You should only use materials that are approved by the Food and Drug Administration or the National Sanitation Foundation so that the water can be fit for drinking. You can use elastomeric coatings for the roofing. There are also safe epoxy coatings for use on the roofing systems.
A common type of roofing material is galvanized metal that is painted with nontoxic paint; some companies have paint that is approved for incidental contact with the water. Such paint can be used for roofing and gutter. Concrete, fiberglass, and slate can also be used in water collection roofs.

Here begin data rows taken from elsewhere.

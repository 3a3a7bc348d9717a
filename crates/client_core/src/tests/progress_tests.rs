use super::*;

#[test]
fn default_schedule_adds_one_and_a_quarter_percent_per_tick() {
    let schedule = ProgressSchedule::default();
    assert!((schedule.increment_percent() - 1.25).abs() < f64::EPSILON);
    assert_eq!(schedule.tick_count(), 80);
}

#[test]
fn meter_reaches_exactly_one_hundred_after_eighty_ticks() {
    let mut meter = ProgressMeter::new(&ProgressSchedule::default());
    let first = meter.tick();
    assert!((first.percent - 1.25).abs() < 1e-9);
    assert_eq!(first.active_stage_index, 0);

    let mut last = first;
    for _ in 1..80 {
        last = meter.tick();
    }
    assert_eq!(meter.ticks(), 80);
    assert_eq!(last.percent, 100.0);
    assert_eq!(last.active_stage_index, 3);
    assert!(last.is_complete());

    // Further ticks are inert once complete.
    assert_eq!(meter.tick().percent, 100.0);
    assert_eq!(meter.ticks(), 80);
}

#[test]
fn stage_index_follows_quarter_boundaries() {
    let mut meter = ProgressMeter::new(&ProgressSchedule::default());
    let mut seen = Vec::new();
    for _ in 0..80 {
        let state = meter.tick();
        seen.push((meter.ticks(), state.active_stage_index));
    }
    assert!(seen.contains(&(19, 0)));
    assert!(seen.contains(&(20, 1)));
    assert!(seen.contains(&(40, 2)));
    assert!(seen.contains(&(60, 3)));
    assert!(seen.windows(2).all(|pair| pair[0].1 <= pair[1].1));
}

#[test]
fn uneven_schedule_clamps_the_last_tick() {
    let schedule = ProgressSchedule::from_millis(1000, 300, 0).expect("valid");
    assert_eq!(schedule.tick_count(), 4);

    let mut meter = ProgressMeter::new(&schedule);
    for _ in 0..3 {
        assert!(!meter.tick().is_complete());
    }
    assert_eq!(meter.tick().percent, 100.0);
}

#[test]
fn rejects_degenerate_schedules() {
    assert!(matches!(
        ProgressSchedule::from_millis(8000, 0, 1000),
        Err(SimulatorError::InvalidSchedule(_))
    ));
    assert!(matches!(
        ProgressSchedule::from_millis(50, 100, 1000),
        Err(SimulatorError::InvalidSchedule(_))
    ));
}
//! Field rules for the content wizard and the smaller account forms.
//!
//! Rules return data, never panic, and never stop at the first failure:
//! callers render every message inline next to its field.

use shared::{
    error::ValidationErrors,
    protocol::{FormValues, GenerationBrief, MAX_WORD_COUNT, MIN_WORD_COUNT},
};
use url::Url;

pub mod fields {
    pub const KEYWORD: &str = "keyword";
    pub const LOCATION: &str = "location";
    pub const CONTENT_TYPE: &str = "contentType";
    pub const WORD_COUNT: &str = "wordCount";
    pub const TONE: &str = "tone";
    pub const TARGET_AUDIENCE: &str = "targetAudience";
    pub const COMPETITOR_URLS: &str = "competitorUrls";
    pub const INTERNAL_LINKS: &str = "internalLinks";
    pub const EMAIL: &str = "email";
    pub const PASSWORD: &str = "password";
    pub const NAME: &str = "name";
    pub const FIRST_NAME: &str = "firstName";
    pub const LAST_NAME: &str = "lastName";
    pub const TIMEZONE: &str = "timezone";
    pub const LANGUAGE: &str = "language";
}

pub const INVALID_EMAIL_MESSAGE: &str = "Please enter a valid email address";

pub fn validate_keyword(values: &FormValues, errors: &mut ValidationErrors) {
    if values.keyword.trim().is_empty() {
        errors.push(fields::KEYWORD, "Keyword is required");
    }
}

pub fn validate_location(values: &FormValues, errors: &mut ValidationErrors) {
    if values.location.trim().is_empty() {
        errors.push(fields::LOCATION, "Location is required");
    }
}

pub fn validate_content_type(values: &FormValues, errors: &mut ValidationErrors) {
    if values.content_type.is_none() {
        errors.push(fields::CONTENT_TYPE, "Content type is required");
    }
}

pub fn validate_word_count(values: &FormValues, errors: &mut ValidationErrors) {
    if let Some(message) = word_count_message(values.word_count) {
        errors.push(fields::WORD_COUNT, message);
    }
}

pub fn word_count_message(word_count: u32) -> Option<String> {
    if word_count < MIN_WORD_COUNT {
        Some(format!("Minimum {MIN_WORD_COUNT} words"))
    } else if word_count > MAX_WORD_COUNT {
        Some(format!("Maximum {MAX_WORD_COUNT} words"))
    } else {
        None
    }
}

pub fn validate_tone(values: &FormValues, errors: &mut ValidationErrors) {
    if values.tone.is_none() {
        errors.push(fields::TONE, "Tone is required");
    }
}

pub fn validate_target_audience(values: &FormValues, errors: &mut ValidationErrors) {
    if values.target_audience.trim().is_empty() {
        errors.push(fields::TARGET_AUDIENCE, "Target audience is required");
    }
}

/// Blank rows are placeholders and are skipped; anything else must be an
/// absolute http(s) URL.
pub fn validate_competitor_urls(values: &FormValues, errors: &mut ValidationErrors) {
    for (index, raw) in values.competitor_urls.iter().enumerate() {
        let raw = raw.trim();
        if raw.is_empty() {
            continue;
        }
        if !is_web_url(raw) {
            errors.push(format!("{}.{index}", fields::COMPETITOR_URLS), "Invalid url");
        }
    }
}

pub fn is_web_url(raw: &str) -> bool {
    match Url::parse(raw) {
        Ok(url) => matches!(url.scheme(), "http" | "https") && url.host_str().is_some(),
        Err(_) => false,
    }
}

/// Structural check only: one `@`, a non-empty local part, a dotted domain
/// and no whitespace.
pub fn is_valid_email(raw: &str) -> bool {
    let raw = raw.trim();
    if raw.chars().any(char::is_whitespace) {
        return false;
    }
    let Some((local, domain)) = raw.split_once('@') else {
        return false;
    };
    if local.is_empty() || domain.contains('@') {
        return false;
    }
    let labels: Vec<&str> = domain.split('.').collect();
    labels.len() >= 2 && labels.iter().all(|label| !label.is_empty())
}

pub fn validate_email(email: &str, errors: &mut ValidationErrors) {
    if !is_valid_email(email) {
        errors.push(fields::EMAIL, INVALID_EMAIL_MESSAGE);
    }
}

pub fn validate_password(password: &str, errors: &mut ValidationErrors) {
    if password.is_empty() {
        errors.push(fields::PASSWORD, "Password is required");
    }
}

/// Runs every rule over the whole form.
pub fn validate_form(values: &FormValues) -> ValidationErrors {
    let mut errors = ValidationErrors::new();
    validate_keyword(values, &mut errors);
    validate_location(values, &mut errors);
    validate_content_type(values, &mut errors);
    validate_word_count(values, &mut errors);
    validate_tone(values, &mut errors);
    validate_target_audience(values, &mut errors);
    validate_competitor_urls(values, &mut errors);
    errors
}

/// Validates the whole form and freezes it into a brief, dropping blank
/// optional rows.
pub fn freeze(values: &FormValues) -> Result<GenerationBrief, ValidationErrors> {
    let errors = validate_form(values);
    let (Some(content_type), Some(tone)) = (values.content_type, values.tone) else {
        return Err(errors);
    };
    errors.into_result()?;

    Ok(GenerationBrief {
        keyword: values.keyword.trim().to_string(),
        location: values.location.trim().to_string(),
        content_type,
        word_count: values.word_count,
        tone,
        include_images: values.include_images,
        target_audience: values.target_audience.trim().to_string(),
        competitor_urls: non_blank(&values.competitor_urls),
        internal_links: non_blank(&values.internal_links),
    })
}

fn non_blank(rows: &[String]) -> Vec<String> {
    rows.iter()
        .map(|row| row.trim())
        .filter(|row| !row.is_empty())
        .map(str::to_string)
        .collect()
}

#[cfg(test)]
#[path = "tests/validation_tests.rs"]
mod tests;
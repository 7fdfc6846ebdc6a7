//! Fat-tree 交换机：FIB 查找 + ECMP/自适应转发
//!
//! 两阶段处理（`in_flight_pkts` 作为标志集合）：ingress 阶段查 FIB、决定下一跳、
//! 交给内部的固定时延（`switch_delay`）排队；egress 阶段（内部延迟到期后）
//! 直接 `send_on()` 转发到选中的出口。

use std::collections::{HashMap, HashSet, VecDeque};

use super::comparator::{CandidateState, Comparator};
use crate::net::deliver_packet::WakeSink;
use crate::net::{Network, NodeId, Packet, PacketKind, Route, Sink};
use crate::sim::{SimTime, Simulator};
use tracing::{debug, trace};

#[derive(Debug, Clone, Copy, PartialEq, Eq)]
pub enum PortDirection {
    Up,
    Down,
}

#[derive(Debug, Clone)]
pub struct FibEntry {
    /// 到达这个候选出口要走的完整路由（可能是一段 queue+pipe 链，不止一跳）。
    pub egress_route: Route,
    pub cost: u32,
    pub direction: PortDirection,
}

impl FibEntry {
    /// 候选的第一跳：用来向 `Network` 查询这条候选路径起点的队列状态。
    fn first_hop(&self) -> NodeId {
        self.egress_route.hop(0).expect("FibEntry egress_route must have at least one hop")
    }
}

pub enum RoutingStrategy {
    Ecmp,
    RoundRobin,
    Adaptive(Vec<Comparator>),
    EcmpAdaptive(Vec<Comparator>),
    RrEcmp,
}

/// flowlet 粘性路由允许的最大空闲间隔，超过这个间隔才重新做选路决策。
pub const FLOWLET_IDLE_GAP: SimTime = SimTime(50_000_000); // 50 微秒，单位 ps

struct RoundRobinState {
    counter: usize,
    uses_since_permute: u32,
    rng_state: u64,
}

pub struct FatTreeSwitch {
    id: NodeId,
    name: String,
    fib: HashMap<NodeId, Vec<FibEntry>>,
    host_fib: HashMap<(NodeId, u64), Route>,
    strategy: RoutingStrategy,
    switch_delay: SimTime,
    in_flight_pkts: HashSet<u64>,
    internal_delay_q: VecDeque<(SimTime, Packet)>,
    delay_wakeup_scheduled: bool,
    round_robin: HashMap<NodeId, RoundRobinState>,
    flowlet_last: HashMap<u64, (NodeId, SimTime)>,
    pinned_flow_counts: HashMap<NodeId, u32>,
    hash_salt: u64,
}

impl FatTreeSwitch {
    pub fn new(id: NodeId, name: impl Into<String>, strategy: RoutingStrategy, switch_delay: SimTime, hash_salt: u64) -> Self {
        Self {
            id,
            name: name.into(),
            fib: HashMap::new(),
            host_fib: HashMap::new(),
            strategy,
            switch_delay,
            in_flight_pkts: HashSet::new(),
            internal_delay_q: VecDeque::new(),
            delay_wakeup_scheduled: false,
            round_robin: HashMap::new(),
            flowlet_last: HashMap::new(),
            pinned_flow_counts: HashMap::new(),
            hash_salt,
        }
    }

    /// 拓扑构建阶段写入：到 `dst` 的候选出口集合。
    pub fn add_fib_entry(&mut self, dst: NodeId, entry: FibEntry) {
        self.fib.entry(dst).or_default().push(entry);
    }

    /// 拓扑构建阶段写入：某个 (目的主机, 流) 的钉死路由。
    pub fn pin_host_route(&mut self, dst_host: NodeId, flow_id: u64, route: Route) {
        self.host_fib.insert((dst_host, flow_id), route);
    }

    fn freebsd_hash(flow_id: u64, path_id: u64, salt: u64) -> u64 {
        let mut x = flow_id ^ path_id.rotate_left(17) ^ salt;
        x = x.wrapping_add(0x9E3779B97F4A7C15);
        let mut z = x;
        z = (z ^ (z >> 30)).wrapping_mul(0xBF58476D1CE4E5B9);
        z = (z ^ (z >> 27)).wrapping_mul(0x94D049BB133111EB);
        z ^ (z >> 31)
    }

    fn candidate_state(&self, entry: &FibEntry, net: &Network, sim: &Simulator) -> CandidateState {
        let first_hop = entry.first_hop();
        let status = net.queue_status_of(first_hop, sim).unwrap_or_default();
        CandidateState {
            egress: first_hop,
            paused: status.paused,
            quantized_queuesize: status.quantized_queuesize,
            quantized_utilization: status.quantized_utilization,
            pinned_flow_count: *self.pinned_flow_counts.get(&first_hop).unwrap_or(&0),
        }
    }

    fn pick_ecmp(&self, cands: &[FibEntry], pkt: &Packet) -> usize {
        let h = Self::freebsd_hash(pkt.flow_id, pkt.path_id, self.hash_salt);
        (h as usize) % cands.len()
    }

    fn pick_round_robin(&mut self, dst: NodeId, cands: &[FibEntry]) -> usize {
        let state = self.round_robin.entry(dst).or_insert_with(|| RoundRobinState {
            counter: 0,
            uses_since_permute: 0,
            rng_state: self.hash_salt ^ (dst.0 as u64),
        });
        let idx = state.counter % cands.len();
        state.counter += 1;
        state.uses_since_permute += 1;
        if state.uses_since_permute as usize >= 5 * cands.len() {
            state.uses_since_permute = 0;
            state.rng_state = state.rng_state.wrapping_add(0x9E3779B97F4A7C15);
            state.counter = (state.rng_state >> 16) as usize;
        }
        idx
    }

    fn pick_adaptive(&self, cands: &[FibEntry], comparators: &[Comparator], net: &Network, sim: &Simulator) -> usize {
        let states: Vec<CandidateState> = cands.iter().map(|c| self.candidate_state(c, net, sim)).collect();
        (0..states.len())
            .min_by(|&i, &j| crate::switch::comparator::chain(comparators, &states[i], &states[j]))
            .unwrap_or(0)
    }

    fn choose_among(&mut self, dst: NodeId, cands: &[FibEntry], pkt: &Packet, net: &Network, sim: &Simulator) -> usize {
        match &self.strategy {
            RoutingStrategy::Ecmp => self.pick_ecmp(cands, pkt),
            RoutingStrategy::RoundRobin => self.pick_round_robin(dst, cands),
            RoutingStrategy::Adaptive(cmp) => self.pick_adaptive(cands, cmp, net, sim),
            RoutingStrategy::EcmpAdaptive(cmp) => {
                let ecmp_idx = self.pick_ecmp(cands, pkt);
                let mut rng = self.hash_salt ^ pkt.id;
                rng = rng.wrapping_add(0x9E3779B97F4A7C15);
                let replace = (rng >> 3) & 1 == 0;
                if replace {
                    let states: Vec<CandidateState> = cands.iter().map(|c| self.candidate_state(c, net, sim)).collect();
                    let worst_idx = (0..states.len())
                        .max_by(|&i, &j| crate::switch::comparator::chain(cmp, &states[i], &states[j]));
                    if worst_idx == Some(ecmp_idx) {
                        return self.pick_adaptive(cands, cmp, net, sim);
                    }
                }
                ecmp_idx
            }
            RoutingStrategy::RrEcmp => self.pick_round_robin(dst, cands),
        }
    }

    /// `get_next_hop`：FIB 查询 + 策略选择，粘性 flowlet 路由在空闲间隔内复用上次选择。
    /// 返回选中候选的完整出口路由（可能不止一跳）。
    fn get_next_route(&mut self, pkt: &Packet, net: &Network, sim: &Simulator) -> Option<Route> {
        if let Some(route) = self.host_fib.get(&(pkt.dst, pkt.flow_id)) {
            return Some(route.clone());
        }
        let cands = self.fib.get(&pkt.dst)?.clone();
        if cands.is_empty() {
            return None;
        }
        if cands.len() == 1 {
            return Some(cands[0].egress_route.clone());
        }

        let now = sim.now();
        if let Some((egress, last_used)) = self.flowlet_last.get(&pkt.flow_id).copied() {
            if now.saturating_sub(last_used) < FLOWLET_IDLE_GAP {
                if let Some(entry) = cands.iter().find(|c| c.first_hop() == egress) {
                    self.flowlet_last.insert(pkt.flow_id, (egress, now));
                    return Some(entry.egress_route.clone());
                }
            }
        }

        let idx = self.choose_among(pkt.dst, &cands, pkt, net, sim);
        let chosen = &cands[idx];
        self.flowlet_last.insert(pkt.flow_id, (chosen.first_hop(), now));
        Some(chosen.egress_route.clone())
    }

    fn schedule_internal_wakeup_if_needed(&mut self, sim: &mut Simulator) {
        if self.delay_wakeup_scheduled {
            return;
        }
        if let Some((at, _)) = self.internal_delay_q.front() {
            sim.schedule_for(self.id.source_id(), *at, WakeSink { to: self.id });
            self.delay_wakeup_scheduled = true;
        }
    }
}

impl Sink for FatTreeSwitch {
    fn id(&self) -> NodeId {
        self.id
    }

    fn name(&self) -> &str {
        &self.name
    }

    #[tracing::instrument(skip(self, pkt, sim, net), fields(switch = %self.name, pkt_id = pkt.id))]
    fn receive_packet(&mut self, mut pkt: Packet, _prev_vq: Option<usize>, sim: &mut Simulator, net: &mut Network) {
        if pkt.kind == PacketKind::EthPause {
            debug!("透传 ETH_PAUSE 做无损背压");
            if let Some(next) = pkt.send_on() {
                net.deliver(next, pkt, None, sim);
            }
            return;
        }

        if !self.in_flight_pkts.contains(&pkt.id) {
            trace!("ingress 阶段");
            self.in_flight_pkts.insert(pkt.id);
            match self.get_next_route(&pkt, net, sim) {
                Some(egress_route) => {
                    pkt.set_route(egress_route);
                    let departure = sim.now().saturating_add(self.switch_delay);
                    self.internal_delay_q.push_back((departure, pkt));
                    self.schedule_internal_wakeup_if_needed(sim);
                }
                None => {
                    self.in_flight_pkts.remove(&pkt.id);
                    net.on_dropped(pkt);
                }
            }
        } else {
            trace!("egress 阶段");
            self.in_flight_pkts.remove(&pkt.id);
            pkt.path_len = pkt.path_len.saturating_add(1);
            if let Some(next) = pkt.send_on() {
                net.deliver(next, pkt, None, sim);
            } else {
                net.on_delivered(pkt);
            }
        }
    }

    #[tracing::instrument(skip(self, sim, net), fields(switch = %self.name))]
    fn on_wake(&mut self, sim: &mut Simulator, net: &mut Network) {
        self.delay_wakeup_scheduled = false;
        let Some((_, pkt)) = self.internal_delay_q.pop_front() else {
            return;
        };
        // 重入 receive_packet 的 egress 分支：id 已在 in_flight_pkts 中。
        self.receive_packet(pkt, None, sim, net);
        self.schedule_internal_wakeup_if_needed(sim);
    }

    fn as_any_mut(&mut self) -> &mut dyn std::any::Any {
        self
    }
}

#[cfg(test)]
mod tests {
    use super::*;
    use crate::net::{NetWorld, PacketPool};

    #[test]
    fn single_fib_candidate_is_used_directly() {
        let mut net = Network::default();
        let dst_host = net.add_host("dst");
        let switch_id = net.add_sink(|id| {
            let mut sw = FatTreeSwitch::new(id, "sw", RoutingStrategy::Ecmp, SimTime::from_micros(1), 9);
            sw.add_fib_entry(dst_host, FibEntry { egress_route: Route::new(vec![dst_host]), cost: 1, direction: PortDirection::Down });
            Box::new(sw)
        });

        let mut sim = Simulator::default();
        let mut world = NetWorld::new(net);
        let mut pkt = world.net.pool.alloc(PacketKind::TcpData);
        pkt.dst = dst_host;
        pkt.set_route(Route::new(vec![switch_id]));
        world.net.deliver(switch_id, pkt, None, &mut sim);
        sim.run(&mut world);
        assert_eq!(world.net.stats.delivered_pkts, 1);
    }
}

Gutters should be made of inert materials. Such materials include plastic, PVC, and seamless aluminum. Avoid such materials as copper and iron. You should also install a slight continuous downward slope toward the catchment tank. This prevents water from stagnating on the gutter and attracting animals and insects. Organic materials such as leaves also build up on the gutters affecting the taste of water and the color of water. .
Large debris will occasionally drop onto your system and cause a serious blockage. To prevent this, ensure that you place screens over the gutters. Routinely check the screens for the build-up of debris that may block the water from getting into your gutters. Some screens are arched at the middle to allow water in when the debris fill the gutter.
This is the device placed between the roof gutter and the storage tank and allows for debris and dust that accumulated between the rainfalls is diverted away from the storage tank. The initial flow of water is the most contaminated water. It contains bird and rodent droppings leaves, dust pollen and molds. A simple flush diverter can be made of a T-joint near the storage tanks to prevent the flow back of contaminated water back to the tank.